Even 16 years later, Nunge never forgot his roots. In 2005, the Yellowjackets competed in the Final Four in Salem, Virginia. It was a special time for Neer because he was born and raised in the state. During that period, Nunge lived in Lynchburg and invited him to lunch at his place. Then he surprised Neer by making the trip and attending both games with his youngest child.

“I went into the stands to seek out my friends and family and one of the first people I saw in the stands was my son, Tyler and he’s sitting next to Mark Nunge,” Neer recalled after the Yellowjackets’ Final Four victory to advance to the national championship. “Sitting next to Mark was my mother, who was in her 70s at that point and rarely made it to games. She’s sitting with a newborn, an infant in her lap. I go up and say hi and ask, ‘Mom, what’s going on?’ Mark says, ‘Oh, that’s our fifth kid. That’s Joey.'”

Jack Nunge (2) currently averages 7.6 points, 5.4 rebounds and 1.4 assists per game for the No. 10 Iowa Hawkeyes. (Photo: Jeffrey Becker-USA TODAY Sports)

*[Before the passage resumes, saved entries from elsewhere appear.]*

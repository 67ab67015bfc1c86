//! Routed command objects.
//!
//! A routed command carries identity and default gestures only; what a
//! command *does* is decided at dispatch time by whichever binding resolves
//! for the target element. Commands are immutable once constructed and are
//! shared as `Arc<RoutedCommand>`.

use std::fmt;
use std::sync::Arc;

use crate::gesture::Gesture;
use crate::registry::RegistryError;

/// A named, owner-scoped command.
///
/// Identity is the (name, owner) pair; two commands with equal identity
/// compare equal regardless of display text or gesture sets.
#[derive(Debug, Clone)]
pub struct RoutedCommand {
    name: String,
    owner: String,
    text: Option<String>,
    default_gestures: Vec<Gesture>,
}

impl RoutedCommand {
    /// Construct a command. The owner type name must be non-empty; commands
    /// without an owner cannot be routed or serialized.
    pub fn new(
        name: &str,
        owner: &str,
        text: Option<&str>,
        default_gestures: Vec<Gesture>,
    ) -> Result<Self, RegistryError> {
        if owner.trim().is_empty() {
            return Err(RegistryError::InvalidOwner {
                command: name.to_string(),
            });
        }
        if name.trim().is_empty() {
            return Err(RegistryError::InvalidName);
        }
        Ok(Self {
            name: name.to_string(),
            owner: owner.to_string(),
            text: text.map(str::to_string),
            default_gestures,
        })
    }

    pub fn name(&self) -> &str {
        &self.name
    }

    pub fn owner(&self) -> &str {
        &self.owner
    }

    /// Optional display text (e.g. "Print Preview" for `PrintPreview`).
    pub fn text(&self) -> Option<&str> {
        self.text.as_deref()
    }

    /// Default gestures in insertion order. Order is significant: the
    /// matcher tries them front to back and the first hit wins.
    pub fn default_gestures(&self) -> &[Gesture] {
        &self.default_gestures
    }

    /// True if `other` names the same (name, owner) pair.
    pub fn same_identity(&self, other: &RoutedCommand) -> bool {
        self.name == other.name && self.owner == other.owner
    }
}

impl PartialEq for RoutedCommand {
    fn eq(&self, other: &Self) -> bool {
        self.same_identity(other)
    }
}

impl Eq for RoutedCommand {}

impl fmt::Display for RoutedCommand {
    fn fmt(&self, f: &mut fmt::Formatter<'_>) -> fmt::Result {
        write!(f, "{}.{}", self.owner, self.name)
    }
}

/// Convenience alias used throughout the engine.
pub type CommandRef = Arc<RoutedCommand>;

Now that Nunge has passed, Neer hopes his legacy lives on through the rest of his family, especially his son, Jack. Jack Nunge is a redshirt sophomore at the University of Iowa. After missing the first two games of this season, the 6-foot-11 forward returned and posted 18 points, five rebounds, one block and a steal in honor of his late father. Jack is averaging 7.6 points and 5.4 rebounds so far for Iowa, who is currently ranked No. 10 in the Associated Press (AP) Top 25.

Mark Nunge passed away in late November at the age of 53. A visitation service was held for him in Newburgh, Indiana and a private service was livestreamed online the day after.

Neer has been permanently retired from coaching since 2014 after a three-year stint at Hobart College following Rochester.